While there isn't a lot of travel (just 1.2mm) in this keyboard, it was comfortable enough to type on, much like Microsoft's Type Cover. Like Apple and Microsoft, Google took special care to make these keys quiet -- going so far as to call them "Hush keys." I never found previous keyboard cases all that noisy, but the Pixel Slate's buttons seemed more muted than others I've tried. The space bar, though, still resonated noticeably when struck.
I'm glad that Google adopted a pogo pin connection for the Slate and its keyboard, as opposed to Bluetooth, like it did with the Pixel C, which caused infuriating connectivity problems. I was also impressed that the device switched from tablet to desktop mode basically the instant the case snapped on. It also helped that the Slate's screen is larger than the Pixel C's by two inches (diagonally), allowing Google to add a surprisingly decent trackpad and an escape key to the folio. There's also a dedicated Assistant button on the left of the space bar, making it easy to type out commands without making a sound.
Fingerprint sensor, Duo camera and premium hardware
To keep up with all the work you'll be doing, the Slate comes equipped with Intel's latest Celeron or Core m3, i5 or i7 processors. The Celeron and Core M3 should be good enough for basic web browsing. But if you need more power for multitasking (or absolutely need to have 27 tabs open), the Core i5 should get the job done, especially if you spring for a RAM upgrade. The base model has only 4GB, but you can get up to 16GB. (No matter what, though, that i7 is probably overkill.)

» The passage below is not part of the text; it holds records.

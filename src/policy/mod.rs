//! Per-package security rules.
//!
//! A [`SecurityRuleSet`] holds rule clauses per package name; the
//! [`SecurityPolicyResolver`] picks the most specific clause matching a
//! package build. Clauses override waiver authorities and remap the
//! severity of named checks.

pub mod file;
mod pattern;
mod resolver;
mod rules;

pub use file::{load_rule_file, parse_rule_str};
pub use pattern::VersionPattern;
pub use resolver::{ResolvedPolicy, SecurityPolicyResolver};
pub use rules::{RuleClause, SecurityRuleSet};
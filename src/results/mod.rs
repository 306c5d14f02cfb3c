//! Collection of inspection findings into a judged report.

mod aggregator;
mod finding;
mod report;

pub use aggregator::ResultAggregator;
pub use finding::{Finding, FindingParams, PackageContext, WaiverPolicy};
pub use report::{InspectionOutcome, Report, ReportFormat, SeverityCounts, Verdict};
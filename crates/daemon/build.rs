fn main() {
    // The daemon stamps its own build time; `common`'s build script
    // only covers the library's compile environment.
    println!(
        "cargo:rustc-env=BUILD_TIMESTAMP={}",
        chrono::Utc::now().to_rfc3339()
    );
    println!(
        "cargo:rustc-env=BUILD_PROFILE={}",
        std::env::var("PROFILE").unwrap_or_else(|_| "unknown".to_string())
    );
}
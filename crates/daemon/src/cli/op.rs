use std::fmt::Display;
use std::path::PathBuf;

use url::Url;

use fastdoc_daemon::http_server::api::client::ApiClient;
use fastdoc_daemon::state::{AppState, DEFAULT_API_PORT};

/// Shared context handed to every CLI operation.
#[derive(Debug, Clone)]
pub struct OpContext {
    /// Override for the fastdoc directory (defaults to `~/.fastdoc`)
    pub config_path: Option<PathBuf>,
    /// Client pointed at the daemon API
    pub client: ApiClient,
}

impl OpContext {
    /// Builds the context from the global CLI flags.
    ///
    /// An explicit `--remote` URL wins; otherwise the configured API
    /// port is used, falling back to the default port when fastdoc has
    /// not been initialized yet.
    pub fn new(config_path: Option<PathBuf>, remote: Option<Url>) -> anyhow::Result<Self> {
        let remote = match remote {
            Some(url) => url,
            None => {
                let api_port = AppState::load(config_path.clone())
                    .map(|state| state.config.api_port)
                    .unwrap_or(DEFAULT_API_PORT);
                Url::parse(&format!("http://localhost:{}", api_port))?
            }
        };
        let client = ApiClient::new(&remote)?;

        Ok(Self {
            config_path,
            client,
        })
    }
}

/// A single CLI operation: parsed arguments in, displayable output
/// out. Errors must be real error types so the runner can wrap them
/// uniformly.
#[async_trait::async_trait]
pub trait Op {
    type Error: std::error::Error + Send + Sync + 'static;
    type Output: Display + Send;

    async fn execute(&self, ctx: &OpContext) -> Result<Self::Output, Self::Error>;
}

The Slate comes with a pair of 8-megapixel cameras -- one on the rear, if you simply must take photos with your tablet. The one in front is optimized for videoconferencing, and Google is calling it the Duo camera. It has a generous 190-degree field of view and 1.4-micron pixels for better use with groups and in low light.
This is also the first Chrome OS device to support fingerprint unlock, with the sensor built into the power button. Finally, like any respectable productivity machine, the Slate comes with multiple USB-C ports. It's only got two, which isn't exactly generous, but at least it beats the iPad Pro's single lightning port and Smart Connector (pogo pins).

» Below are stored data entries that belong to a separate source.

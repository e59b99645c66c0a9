use axum::response::{IntoResponse, Response};
use axum::Json;
use http::StatusCode;
use reqwest::{Client, RequestBuilder, Url};
use serde::{Deserialize, Serialize};

use crate::http_server::api::client::ApiRequest;

/// Request type for the liveness probe endpoint.
#[derive(Debug, Clone, Serialize, Deserialize)]
pub struct LivezRequest {}

/// Response type for the liveness probe endpoint.
#[derive(Debug, Clone, Serialize, Deserialize)]
pub struct LivezResponse {
    pub status: String,
}

impl ApiRequest for LivezRequest {
    type Response = LivezResponse;

    fn build_request(self, base_url: &Url, client: &Client) -> RequestBuilder {
        let full_url = base_url.join("/_status/livez").unwrap();
        client.get(full_url)
    }
}

/// Always answers OK while the process is up. External healthchecks
/// poll this to decide whether the daemon is alive at all; actual
/// index state is observable through the docs endpoints.
#[tracing::instrument]
pub async fn handler() -> Response {
    let msg = serde_json::json!({"status": "ok"});
    (StatusCode::OK, Json(msg)).into_response()
}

The Pixel Slate will start at $599 when it's available later this year (Google hasn't shared an exact date yet). To really use it as a detachable, you'll probably have to buy the $200 keyboard folio, making this a total investment of at least $800. That's quite a lot to cough up, but still hundreds less than the 12-inch iPad Pro and the just-announced Surface Pro 6, which start with more powerful processors. And it's slightly cheaper than Samsung's Galaxy Tab S4.

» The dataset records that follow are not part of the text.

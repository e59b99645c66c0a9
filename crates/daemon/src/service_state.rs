use std::path::{Path, PathBuf};
use std::sync::Arc;

use common::index::{self, FileIndex, SharedIndex};
use common::sandbox::PathGuard;
use common::store::DocumentStore;
use common::watch::{scan_existing, EventDispatcher, WatchBridge, WatchError, WatchSource};

use crate::service_config::Config;

#[derive(Debug, thiserror::Error)]
pub enum StateSetupError {
    #[error("failed to prepare docs dir {}: {1}", .0.display())]
    DocsDir(PathBuf, #[source] std::io::Error),

    #[error(transparent)]
    Watcher(#[from] WatchError),

    #[error("initial scan failed: {0}")]
    Scan(String),
}

/// Main service state - the document index plus everything that keeps
/// it converged with the docs directory.
///
/// Cloning is cheap; all clones share the same index and watcher.
#[derive(Debug, Clone)]
pub struct State {
    index: SharedIndex,
    store: DocumentStore,
    guard: PathGuard,
    docs_dir: PathBuf,
    _watch: Arc<WatchSource>,
}

impl State {
    /// Builds the full document pipeline: sandbox guard, shared index,
    /// store, watcher, and the initial backfill scan.
    ///
    /// The watcher starts before the scan so no change can fall into
    /// the gap between them; re-indexing an already scanned file is
    /// harmless.
    pub async fn from_config(config: &Config) -> Result<Self, StateSetupError> {
        // 1. Ensure the docs dir exists and pin down its canonical form
        std::fs::create_dir_all(&config.docs_dir)
            .map_err(|e| StateSetupError::DocsDir(config.docs_dir.clone(), e))?;
        let docs_dir = config
            .docs_dir
            .canonicalize()
            .map_err(|e| StateSetupError::DocsDir(config.docs_dir.clone(), e))?;

        // 2. Core state shared by handlers, store, and watcher
        let guard = PathGuard::new(&docs_dir);
        let index = index::shared(FileIndex::new(guard.clone()));
        let store = DocumentStore::new(guard.clone(), index.clone());
        let bridge = WatchBridge::new(index.clone());

        // 3. Observe first, then backfill through the same bridge
        let (events, receiver) = EventDispatcher::new();
        let watch = WatchSource::start(&docs_dir, events)?;

        let scan_bridge = bridge.clone();
        let scan_root = docs_dir.clone();
        let scanned = tokio::task::spawn_blocking(move || {
            scan_existing(&scan_root, |event| scan_bridge.apply(&event))
        })
        .await
        .map_err(|e| StateSetupError::Scan(e.to_string()))?;
        tracing::info!(
            scanned,
            indexed = index.read().len(),
            docs_dir = %docs_dir.display(),
            "initial scan complete"
        );

        // 4. Live events drain into the index for the service lifetime
        tokio::spawn(bridge.run(receiver.into_async()));

        Ok(Self {
            index,
            store,
            guard,
            docs_dir,
            _watch: Arc::new(watch),
        })
    }

    pub fn index(&self) -> &SharedIndex {
        &self.index
    }

    pub fn store(&self) -> &DocumentStore {
        &self.store
    }

    pub fn guard(&self) -> &PathGuard {
        &self.guard
    }

    pub fn docs_dir(&self) -> &Path {
        &self.docs_dir
    }
}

I'm surprised at how much Google was able to cram into the Pixel Slate while keeping its costs much lower than the competition. "The thing I really want users and readers to take away is that Google is investing in tablets," Liu said. "For a long time, we haven't, but we're changing that." Of course, Google isn't alone in making Chrome OS tablets or detachables, with partners like HP and Acer already having made the first such products. Dell and Lenovo will no doubt push out their own offerings eventually, too.
What I'm most excited about is the potential for Chrome OS to be a powerful 2-in-1 OS. It looks like Google was able to take the lessons it learned from the mistakes of the Pixel C (a strangely beloved device in spite of its flaws) and parlay that into a promising contender for the growing 2-in-1 category.